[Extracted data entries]
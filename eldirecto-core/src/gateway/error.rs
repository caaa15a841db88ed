use std::time::Duration;

use thiserror::Error;

/// Errors returned by a content gateway.
#[derive(Debug, Clone, PartialEq, Eq, Error)]
pub enum GatewayError {
    /// Missing, expired or invalid bearer token (HTTP 401).
    #[error("not authenticated")]
    Unauthorized,

    /// Any other non-success status.
    #[error("gateway rejected the request ({status}): {message}")]
    Rejected { status: u16, message: String },

    /// HTTP 429, with the server's `Retry-After` when present.
    #[error("too many requests")]
    RateLimited { retry_after: Option<Duration> },

    /// The request never got a response.
    #[error("could not reach gateway: {0}")]
    Transport(String),

    /// The response body did not have the expected shape.
    #[error("unexpected response from gateway: {0}")]
    Malformed(String),
}
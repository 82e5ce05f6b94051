//! Roommate search compiler tests

use roomshare_core::{
    compile_roommate_query, Role, RoommateProfileDraft, RoommateSearchParams, User,
};
use serde_json::{json, Value};

fn user(name: &str, verified: bool, profile: Value) -> User {
    let mut user = User::new(name, format!("{}@example.com", name), "123456789012", "hash", Role::Tenant);
    user.is_verified = verified;
    let draft: RoommateProfileDraft = serde_json::from_value(profile).unwrap();
    user.roommate_profile = Some(draft.into_profile().unwrap());
    user
}

fn names(params: &RoommateSearchParams, users: &[User]) -> Vec<String> {
    let query = compile_roommate_query(params).unwrap();
    users
        .iter()
        .filter(|u| query.filter.matches(&serde_json::to_value(u).unwrap()))
        .map(|u| u.name.clone())
        .collect()
}

fn some(v: &str) -> Option<String> {
    Some(v.to_string())
}

fn population() -> Vec<User> {
    vec![
        user(
            "asha",
            true,
            json!({
                "budget": 8000,
                "gender": "female",
                "occupationType": "student",
                "locationPreference": "Bandra",
                "currentLocation": "Andheri",
                "lifestyle": { "smoking": "never", "pets": "no-pets" },
                "interests": ["Rock climbing", "Chess"]
            }),
        ),
        user(
            "ravi",
            true,
            json!({
                "budget": 15000,
                "gender": "male",
                "occupationType": "professional",
                "locationPreference": "Powai",
                "currentLocation": "Thane",
                "lifestyle": { "smoking": "occasionally", "pets": "no-pets" },
                "interests": ["cricket"]
            }),
        ),
        user(
            "unverified",
            false,
            json!({ "budget": 9000, "locationPreference": "Bandra" }),
        ),
        user(
            "inactive",
            true,
            json!({ "isActive": false, "budget": 9000, "locationPreference": "Bandra" }),
        ),
    ]
}

/// Test: only verified users with an active profile are discoverable
#[test]
fn test_base_predicate() {
    let found = names(&RoommateSearchParams::default(), &population());
    assert_eq!(found, vec!["asha", "ravi"]);
}

/// Test: users without any profile never match
#[test]
fn test_user_without_profile_is_hidden() {
    let mut bare = User::new("bare", "bare@example.com", "123456789012", "hash", Role::Tenant);
    bare.is_verified = true;
    assert!(names(&RoommateSearchParams::default(), &[bare]).is_empty());
}

/// Test: location matches preference or current location
#[test]
fn test_location_checks_both_fields() {
    let users = population();
    let by_pref = RoommateSearchParams {
        location: some("bandra"),
        ..Default::default()
    };
    let by_current = RoommateSearchParams {
        location: some("THANE"),
        ..Default::default()
    };
    assert_eq!(names(&by_pref, &users), vec!["asha"]);
    assert_eq!(names(&by_current, &users), vec!["ravi"]);
}

/// Test: budget range is inclusive
#[test]
fn test_budget_range() {
    let params = RoommateSearchParams {
        min_budget: some("8000"),
        max_budget: some("10000"),
        ..Default::default()
    };
    assert_eq!(names(&params, &population()), vec!["asha"]);
}

/// Test: every lifestyle pair must match
#[test]
fn test_lifestyle_conjunction() {
    let users = population();
    let both = RoommateSearchParams {
        lifestyle: some("pets:no-pets"),
        ..Default::default()
    };
    let narrowed = RoommateSearchParams {
        lifestyle: some("pets:no-pets,smoking:never"),
        ..Default::default()
    };
    assert_eq!(names(&both, &users).len(), 2);
    assert_eq!(names(&narrowed, &users), vec!["asha"]);
}

/// Test: interests match if any term is a substring of any stored interest
#[test]
fn test_interests_disjunction() {
    let users = population();
    let params = RoommateSearchParams {
        interests: some("climb,CRICKET"),
        ..Default::default()
    };
    assert_eq!(names(&params, &users), vec!["asha", "ravi"]);

    let none = RoommateSearchParams {
        interests: some("golf"),
        ..Default::default()
    };
    assert!(names(&none, &users).is_empty());
}

/// Test: gender and occupation are exact matches, "Any" disables gender
#[test]
fn test_gender_and_occupation() {
    let users = population();
    let female = RoommateSearchParams {
        gender: some("Female"),
        ..Default::default()
    };
    let any = RoommateSearchParams {
        gender: some("Any"),
        occupation_type: some("professional"),
        ..Default::default()
    };
    assert_eq!(names(&female, &users), vec!["asha"]);
    assert_eq!(names(&any, &users), vec!["ravi"]);
}
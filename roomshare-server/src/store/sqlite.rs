//! SQLite-based storage implementation
//!
//! Users and rooms are kept as JSON documents so compiled search filters can
//! run against them through `json_extract`/`json_each`. Requests are plain
//! rows; a partial unique index allows one pending request per
//! (room, requester).

use std::str::FromStr;
use std::sync::Mutex;

use chrono::{DateTime, SecondsFormat, Utc};
use roomshare_core::{
    Filter, Query, RequestId, RequestStatus, Room, RoomId, RoomRequest, RoomUpdate,
    RoommateProfile, User, UserId,
};
use rusqlite::types::{Type, Value as SqlValue};
use rusqlite::{params, params_from_iter, Connection, ErrorCode, OptionalExtension, Row};
use serde::de::DeserializeOwned;
use serde_json::Value;
use uuid::Uuid;

use super::{
    PendingVerification, RequestStore, RoomStore, Session, SessionId, SessionStore, StoreResult,
    UserStore,
};
use crate::error::MarketError;

/// Current schema version
const SCHEMA_VERSION: i32 = 1;

const REQUEST_COLUMNS: &str =
    "id, room_id, requester_id, owner_id, message, status, created_at, updated_at";

/// SQLite-based store implementing every storage trait
pub struct SqliteStore {
    conn: Mutex<Connection>,
}

fn db_err(e: rusqlite::Error) -> MarketError {
    MarketError::Internal(e.to_string())
}

fn is_unique_violation(e: &rusqlite::Error) -> bool {
    matches!(e, rusqlite::Error::SqliteFailure(f, _) if f.code == ErrorCode::ConstraintViolation)
}

impl SqliteStore {
    /// Open or create a SQLite database at the given path
    pub fn open(path: &str) -> Result<Self, MarketError> {
        let conn = Connection::open(path).map_err(db_err)?;
        Self::from_connection(conn)
    }

    /// A private in-memory database
    pub fn open_in_memory() -> Result<Self, MarketError> {
        let conn = Connection::open_in_memory().map_err(db_err)?;
        Self::from_connection(conn)
    }

    fn from_connection(conn: Connection) -> Result<Self, MarketError> {
        Self::migrate(&conn)?;
        Ok(Self {
            conn: Mutex::new(conn),
        })
    }

    /// Run database migrations
    fn migrate(conn: &Connection) -> Result<(), MarketError> {
        let current_version = Self::get_schema_version(conn)?;

        if current_version < SCHEMA_VERSION {
            tracing::info!(
                current = current_version,
                target = SCHEMA_VERSION,
                "Running database migrations"
            );

            if current_version < 1 {
                Self::migrate_v1(conn)?;
            }

            conn.execute(
                "INSERT OR REPLACE INTO schema_version (version) VALUES (?1)",
                params![SCHEMA_VERSION],
            )
            .map_err(db_err)?;

            tracing::info!("Database migrations complete");
        }

        Ok(())
    }

    /// Get current schema version (0 if no schema exists)
    fn get_schema_version(conn: &Connection) -> Result<i32, MarketError> {
        let table_exists: bool = conn
            .query_row(
                "SELECT EXISTS(SELECT 1 FROM sqlite_master WHERE type='table' AND name='schema_version')",
                [],
                |row| row.get(0),
            )
            .map_err(db_err)?;

        if !table_exists {
            return Ok(0);
        }

        conn.query_row("SELECT MAX(version) FROM schema_version", [], |row| {
            row.get::<_, Option<i32>>(0).map(|v| v.unwrap_or(0))
        })
        .map_err(db_err)
    }

    /// Migration to version 1: initial schema
    fn migrate_v1(conn: &Connection) -> Result<(), MarketError> {
        conn.execute_batch(
            r#"
            CREATE TABLE IF NOT EXISTS schema_version (
                version INTEGER PRIMARY KEY
            );

            CREATE TABLE IF NOT EXISTS users (
                seq INTEGER PRIMARY KEY AUTOINCREMENT,
                id TEXT NOT NULL UNIQUE,
                email TEXT NOT NULL UNIQUE,
                aadhar_number TEXT NOT NULL UNIQUE,
                doc TEXT NOT NULL
            );

            CREATE TABLE IF NOT EXISTS rooms (
                seq INTEGER PRIMARY KEY AUTOINCREMENT,
                id TEXT NOT NULL UNIQUE,
                owner_id TEXT NOT NULL,
                doc TEXT NOT NULL
            );
            CREATE INDEX IF NOT EXISTS idx_rooms_owner ON rooms(owner_id);

            CREATE TABLE IF NOT EXISTS room_requests (
                seq INTEGER PRIMARY KEY AUTOINCREMENT,
                id TEXT NOT NULL UNIQUE,
                room_id TEXT NOT NULL,
                requester_id TEXT NOT NULL,
                owner_id TEXT NOT NULL,
                message TEXT NOT NULL,
                status TEXT NOT NULL,
                created_at INTEGER NOT NULL,
                updated_at INTEGER NOT NULL
            );
            CREATE UNIQUE INDEX IF NOT EXISTS idx_requests_one_pending
                ON room_requests(room_id, requester_id) WHERE status = 'pending';
            CREATE INDEX IF NOT EXISTS idx_requests_owner ON room_requests(owner_id, status);
            CREATE INDEX IF NOT EXISTS idx_requests_requester ON room_requests(requester_id);

            CREATE TABLE IF NOT EXISTS pending_verifications (
                email TEXT PRIMARY KEY,
                code TEXT NOT NULL,
                user_id TEXT NOT NULL,
                created_at TEXT NOT NULL
            );

            CREATE TABLE IF NOT EXISTS sessions (
                id TEXT PRIMARY KEY,
                user_id TEXT NOT NULL,
                created_at TEXT NOT NULL
            );
            "#,
        )
        .map_err(db_err)?;

        Ok(())
    }

    /// Read-modify-write a user document while holding the connection
    fn modify_user<F>(&self, user_id: UserId, f: F) -> StoreResult<()>
    where
        F: FnOnce(&mut User),
    {
        let conn = self.conn.lock().unwrap();
        let raw: Option<String> = conn
            .query_row(
                "SELECT doc FROM users WHERE id = ?1",
                params![user_id.to_string()],
                |row| row.get(0),
            )
            .optional()
            .map_err(db_err)?;
        let mut user: User = decode(&raw.ok_or(MarketError::NotFound("User"))?)?;
        f(&mut user);
        user.updated_at = Utc::now();
        conn.execute(
            "UPDATE users SET doc = ?1 WHERE id = ?2",
            params![encode(&user)?, user_id.to_string()],
        )
        .map_err(db_err)?;
        Ok(())
    }

    /// Read-modify-write one room inside a transaction
    ///
    /// `f` decides whether the change is written; the written room is returned.
    fn modify_room<F>(&self, room_id: RoomId, f: F) -> StoreResult<Option<Room>>
    where
        F: FnOnce(&mut Room) -> StoreResult<bool>,
    {
        let mut conn = self.conn.lock().unwrap();
        let tx = conn.transaction().map_err(db_err)?;
        let raw: Option<String> = tx
            .query_row(
                "SELECT doc FROM rooms WHERE id = ?1",
                params![room_id.to_string()],
                |row| row.get(0),
            )
            .optional()
            .map_err(db_err)?;
        let mut room: Room = decode(&raw.ok_or(MarketError::NotFound("Room"))?)?;
        if !f(&mut room)? {
            return Ok(None);
        }
        tx.execute(
            "UPDATE rooms SET doc = ?1 WHERE id = ?2",
            params![encode(&room)?, room_id.to_string()],
        )
        .map_err(db_err)?;
        tx.commit().map_err(db_err)?;
        Ok(Some(room))
    }

    /// Run a compiled query over one of the document tables
    fn find_docs<T: DeserializeOwned>(&self, table: &str, query: &Query) -> StoreResult<Vec<T>> {
        let mut args = Vec::new();
        let predicate = filter_sql(&query.filter, &mut args)?;
        let sort_key = json_extract(query.sort.field)?;
        let direction = query.sort.direction.as_sql();
        let sql = format!(
            "SELECT doc FROM {table} WHERE {predicate} \
             ORDER BY {sort_key} {direction}, seq {direction} LIMIT ? OFFSET ?"
        );
        args.push(SqlValue::Integer(query.page.limit as i64));
        args.push(SqlValue::Integer(
            i64::try_from(query.page.skip()).unwrap_or(i64::MAX),
        ));

        let conn = self.conn.lock().unwrap();
        let mut stmt = conn.prepare(&sql).map_err(db_err)?;
        let rows = stmt
            .query_map(params_from_iter(args.iter()), |row| row.get::<_, String>(0))
            .map_err(db_err)?;

        let mut docs = Vec::new();
        for raw in rows {
            docs.push(decode(&raw.map_err(db_err)?)?);
        }
        Ok(docs)
    }

    fn count_docs(&self, table: &str, filter: &Filter) -> StoreResult<u64> {
        let mut args = Vec::new();
        let predicate = filter_sql(filter, &mut args)?;
        let sql = format!("SELECT COUNT(*) FROM {table} WHERE {predicate}");

        let conn = self.conn.lock().unwrap();
        let count: i64 = conn
            .query_row(&sql, params_from_iter(args.iter()), |row| row.get(0))
            .map_err(db_err)?;
        Ok(count as u64)
    }

    fn query_requests(
        &self,
        clause: &str,
        args: &[SqlValue],
    ) -> StoreResult<Vec<RoomRequest>> {
        let sql = format!("SELECT {REQUEST_COLUMNS} FROM room_requests WHERE {clause}");
        let conn = self.conn.lock().unwrap();
        let mut stmt = conn.prepare(&sql).map_err(db_err)?;
        let rows = stmt
            .query_map(params_from_iter(args.iter()), request_from_row)
            .map_err(db_err)?;
        rows.collect::<Result<Vec<_>, _>>().map_err(db_err)
    }
}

**Exercise directions**
Within the entries above, find each line where "matches" appears; copy every one.

**Answer box**
        .filter(|u| query.filter.matches(&serde_json::to_value(u).unwrap()))
/// Test: location matches preference or current location
/// Test: gender and occupation are exact matches, "Any" disables gender
    matches!(e, rusqlite::Error::SqliteFailure(f, _) if f.code == ErrorCode::ConstraintViolation)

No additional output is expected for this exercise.